Ich hab allerley Bekanntschaft gemacht, Gesellschaft
hab ich noch keine gefunden. Ich weiß nicht, was ich
anzügliches für die Menschen haben muß,
es mögen mich ihrer so viele, und hängen sich an mich,
und da thut mir's immer weh, wenn unser Weg nur so eine
kleine Strecke mit einander geht. Wenn Du fragst, wie die Leute hier sind?
muß ich Dir sagen: wie überall! Es ist ein einförmig
Ding ums Menschengeschlecht. Die meisten verarbeiten den grösten
Theil der Zeit, um zu leben, und das Bisgen, das ihnen von Freyheit
übrig bleibt, ängstigt sie so, daß sie alle
Mittel aufsuchen, um's los zu werden. 0 Bestimmung des Menschen!
Aber eine rechte gute Art Volks! Wann ich mich manchmal
vergesse, manchmal mit ihnen die Freuden genieße,
die so den Menschen noch gewährt sind, an einem artig besetzten Tisch,
mit aller Offen- und Treuherzigkeit sich herum zu spassen,
eine Spazierfahrt, einen Tanz zur rechten Zeit anzuordnen
und dergleichen, das thut eine ganz gute Würkung auf mich, nur
muß mir nicht einfallen, daß noch so viele andere
Kräfte in mir ruhen, die alle ungenutzt vermodern, und
die ich sorgfältig verbergen muß. Ach das engt all das Herz so
ein - Und doch! Misverstanden zu werden, ist das Schicksal von unser einem.

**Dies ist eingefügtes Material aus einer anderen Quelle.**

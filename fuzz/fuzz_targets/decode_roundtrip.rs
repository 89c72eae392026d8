#![no_main]
use base64::engine::general_purpose::{STANDARD, STANDARD_NO_PAD, URL_SAFE_NO_PAD};
use base64::Engine;
use libfuzzer_sys::fuzz_target;

use b64stream::{Base64Decoder, SliceSource};

fuzz_target!(|data: &[u8]| {
    // Encode with a reference encoder, stream-decode back, expect equality.
    for encoded in [
        STANDARD.encode(data),
        STANDARD_NO_PAD.encode(data),
        URL_SAFE_NO_PAD.encode(data),
    ] {
        let mut src = SliceSource::new(encoded.as_bytes());
        let mut dec = Base64Decoder::new(&mut src);
        let mut out = vec![0u8; data.len() + 3];
        let n = dec.decode_into(&mut out);
        assert_eq!(
            &out[..n],
            data,
            "round-trip mismatch: {} encoded chars back to {} bytes (expected {})",
            encoded.len(),
            n,
            data.len()
        );
        assert!(!dec.saw_invalid_input());
    }
});
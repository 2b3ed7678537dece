//! Configuration schema definitions.
//!
//! This module defines the complete configuration structure for the monitor.
//! All types derive Serde traits for deserialization from config files.

use serde::{Deserialize, Serialize};

/// Root configuration for the health monitor.
#[derive(Debug, Clone, Deserialize, Serialize, Default)]
#[serde(default)]
pub struct MonitorConfig {
    /// Listener for the status API.
    pub listener: ListenerConfig,

    /// Process-wide fallbacks for per-service settings.
    pub defaults: DefaultsConfig,

    /// Observability settings.
    pub observability: ObservabilityConfig,

    /// Monitored services.
    #[serde(rename = "healthcheck")]
    pub services: Vec<ServiceConfig>,
}

/// Listener configuration.
#[derive(Debug, Clone, Deserialize, Serialize)]
#[serde(default)]
pub struct ListenerConfig {
    /// Bind address (e.g., "0.0.0.0:8080").
    pub bind_address: String,

    /// Per-request timeout for the status API in seconds.
    pub request_timeout_secs: u64,
}

impl Default for ListenerConfig {
    fn default() -> Self {
        Self {
            bind_address: "0.0.0.0:8080".to_string(),
            request_timeout_secs: 10,
        }
    }
}

/// Defaults applied to services that leave a setting absent or zero.
#[derive(Debug, Clone, Deserialize, Serialize)]
#[serde(default)]
pub struct DefaultsConfig {
    /// Poll interval in milliseconds.
    pub interval_ms: u64,

    /// Probe timeout in milliseconds.
    pub timeout_ms: u64,

    /// Number of consecutive successes before marking healthy.
    pub healthy_threshold: u32,

    /// Number of consecutive failures before marking unhealthy.
    pub unhealthy_threshold: u32,
}

impl Default for DefaultsConfig {
    fn default() -> Self {
        Self {
            interval_ms: 10_000,
            timeout_ms: 5_000,
            healthy_threshold: 2,
            unhealthy_threshold: 3,
        }
    }
}

/// Observability configuration.
#[derive(Debug, Clone, Deserialize, Serialize)]
#[serde(default)]
pub struct ObservabilityConfig {
    /// Log level (trace, debug, info, warn, error).
    pub log_level: String,

    /// Enable metrics endpoint.
    pub metrics_enabled: bool,

    /// Metrics endpoint bind address.
    pub metrics_address: String,
}

impl Default for ObservabilityConfig {
    fn default() -> Self {
        Self {
            log_level: "info".to_string(),
            metrics_enabled: true,
            metrics_address: "0.0.0.0:2112".to_string(),
        }
    }
}

/// A single monitored service.
#[derive(Debug, Clone, Deserialize, Serialize)]
pub struct ServiceConfig {
    /// Unique service identifier, used as the metrics label.
    pub name: String,

    /// Probe kind: "http", "https" or "tcp".
    #[serde(alias = "interface")]
    pub kind: String,

    /// Target host name or IP.
    #[serde(default)]
    pub host: String,

    /// Target port (0 = scheme default for HTTP, required for TCP).
    #[serde(default)]
    pub port: u16,

    /// HTTP path to request.
    #[serde(default)]
    pub endpoint: String,

    /// Expected HTTP status code.
    #[serde(rename = "match", default = "default_match")]
    pub match_code: u16,

    #[serde(default)]
    pub interval_ms: Option<u64>,

    #[serde(default)]
    pub timeout_ms: Option<u64>,

    #[serde(default)]
    pub healthy_threshold: Option<u32>,

    #[serde(default)]
    pub unhealthy_threshold: Option<u32>,
}

fn default_match() -> u16 {
    200
}

impl ServiceConfig {
    /// Minimal TCP check with every optional setting left to the defaults.
    pub fn tcp(name: impl Into<String>, host: impl Into<String>, port: u16) -> Self {
        Self {
            name: name.into(),
            kind: "tcp".to_string(),
            host: host.into(),
            port,
            endpoint: String::new(),
            match_code: default_match(),
            interval_ms: None,
            timeout_ms: None,
            healthy_threshold: None,
            unhealthy_threshold: None,
        }
    }

    /// Minimal HTTP check with every optional setting left to the defaults.
    pub fn http(name: impl Into<String>, host: impl Into<String>, port: u16, endpoint: impl Into<String>) -> Self {
        Self {
            kind: "http".to_string(),
            endpoint: endpoint.into(),
            ..Self::tcp(name, host, port)
        }
    }
}
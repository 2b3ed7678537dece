//! Service liveness monitor library.

pub mod config;
pub mod health;
pub mod http;
pub mod lifecycle;
pub mod observability;

pub use config::schema::MonitorConfig;
pub use health::{Monitor, MonitorHandle, StatusView};
pub use http::StatusServer;
pub use lifecycle::Shutdown;
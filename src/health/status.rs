//! Read-only view over the shared service states.

use std::collections::BTreeMap;
use std::sync::{Arc, RwLock};
use std::time::Duration;

use crate::health::probe::ProbeKind;
use crate::health::state::{HealthStatus, ServiceState};

pub(crate) type SharedStates = Arc<RwLock<Vec<ServiceState>>>;

/// Point-in-time copy of one service's state.
#[derive(Debug, Clone, PartialEq, Eq)]
pub struct ServiceSnapshot {
    pub name: String,
    pub kind: ProbeKind,
    pub target: String,
    pub status: HealthStatus,
    pub is_healthy: bool,
    pub healthy_count: u32,
    pub unhealthy_count: u32,
    pub healthy_threshold: u32,
    pub unhealthy_threshold: u32,
    pub interval: Duration,
    pub last_latency: Duration,
    pub last_error: Option<String>,
    pub checks: u64,
}

impl From<&ServiceState> for ServiceSnapshot {
    fn from(state: &ServiceState) -> Self {
        let last = state.last_result();
        Self {
            name: state.name().to_string(),
            kind: state.kind(),
            target: state.target().to_string(),
            status: state.status(),
            is_healthy: state.is_healthy(),
            healthy_count: state.healthy_count(),
            unhealthy_count: state.unhealthy_count(),
            healthy_threshold: state.healthy_threshold(),
            unhealthy_threshold: state.unhealthy_threshold(),
            interval: state.interval(),
            last_latency: last.latency,
            last_error: last.error.as_ref().map(ToString::to_string),
            checks: state.checks(),
        }
    }
}

/// Health of every service, keyed by name.
#[derive(Debug, Clone, Default, PartialEq, Eq)]
pub struct MonitorSnapshot {
    pub services: BTreeMap<String, ServiceSnapshot>,
}

impl MonitorSnapshot {
    /// True when every service is healthy. Vacuously true with no services.
    pub fn is_healthy(&self) -> bool {
        self.services.values().all(|s| s.is_healthy)
    }

    /// Names of services that are not currently healthy, sorted.
    pub fn failing(&self) -> Vec<&str> {
        self.services
            .values()
            .filter(|s| !s.is_healthy)
            .map(|s| s.name.as_str())
            .collect()
    }

    pub fn get(&self, name: &str) -> Option<&ServiceSnapshot> {
        self.services.get(name)
    }
}

/// Cloneable read handle onto the monitor's shared state.
#[derive(Debug, Clone)]
pub struct StatusView {
    states: SharedStates,
}

impl StatusView {
    pub(crate) fn new(states: SharedStates) -> Self {
        Self { states }
    }

    /// Consistent copy of all services, taken under one read lock.
    pub fn snapshot(&self) -> MonitorSnapshot {
        let states = self.states.read().expect("service state lock poisoned");
        let services = states
            .iter()
            .map(|s| (s.name().to_string(), ServiceSnapshot::from(s)))
            .collect();
        MonitorSnapshot { services }
    }

    /// Snapshot of a single service.
    pub fn service(&self, name: &str) -> Option<ServiceSnapshot> {
        let states = self.states.read().expect("service state lock poisoned");
        states.iter().find(|s| s.name() == name).map(ServiceSnapshot::from)
    }

    pub fn len(&self) -> usize {
        self.states.read().expect("service state lock poisoned").len()
    }

    pub fn is_empty(&self) -> bool {
        self.len() == 0
    }
}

Ach daß die Freundin meiner Jugend dahin ist, ach daß
ich sie je gekannt habe! Ich würde zu mir sagen: du bist
ein Thor! du suchst, was hienieden nicht zu finden ist.
Aber ich hab sie gehabt, ich habe das Herz gefühlt,
die große Seele, in deren Gegenwart ich mir schien mehr
zu seyn als ich war, weil ich alles war was ich seyn konnte. Guter Gott,
blieb da eine einzige Kraft meiner Seele ungenutzt, konnt
ich nicht vor ihr all das wunderbare Gefühl entwickeln,
mit dem mein Herz die Natur umfaßt, war unser Umgang
nicht ein ewiges Weben von feinster Empfindung, schärfstem
Witze, dessen Modifikationen bis zur Unart alle mit dem
Stempel des Genies bezeichnet waren? Und nun - Ach ihre
Jahre, die sie voraus hatte, führten sie früher
an's Grab als mich. Nie werd ich ihrer vergessen, nie ihren
festen Sinn und ihre göttliche Duldung.
Vor wenig Tagen traf ich einen jungen V. . an, ein offner Junge, mit
einer gar glücklichen Gesichtsbildung. Er kommt erst von Akademien,
dünkt sich nicht eben weise, aber glaubt doch, er wüßte
mehr als andere. Auch war er fleißig, wie ich an allerley spüre,
kurz er hatt' hüpsche Kenntnisse. Da er hörte, daß ich
viel zeichnete, und Griechisch konnte, zwey Meteore hier zu Land,
wandt er sich an mich und kramte viel Wissens aus, von Batteu bis zu
Wood, von de Piles zu Winkelmann, und versicherte mich, er habe Sulzers
Theorie den ersten Theil ganz durchgelesen, und besitze ein Manuscript
von Heynen über das Studium der Antike. Ich ließ das gut seyn.
Noch gar einen braven Kerl hab ich kennen lernen, den fürstlichen Amtmann.
Einen offenen, treuherzigen Menschen. Man sagt, es soll eine Seelenfreude seyn,
ihn unter seinen Kindern zu sehen, deren er neune hat. Besonders macht man
viel Wesens von seiner ältsten Tochter. Er hat mich zu sich gebeten,
und ich will ihn ehster Tage besuchen, er wohnt auf einem fürstlichen
Jagdhofe, anderthalb Stunden von hier, wohin er, nach dem Tode seiner Frau,
zu ziehen die Erlaubniß erhielt, da ihm der Aufenthalt hier in
der Stadt und dem Amthause zu weh that.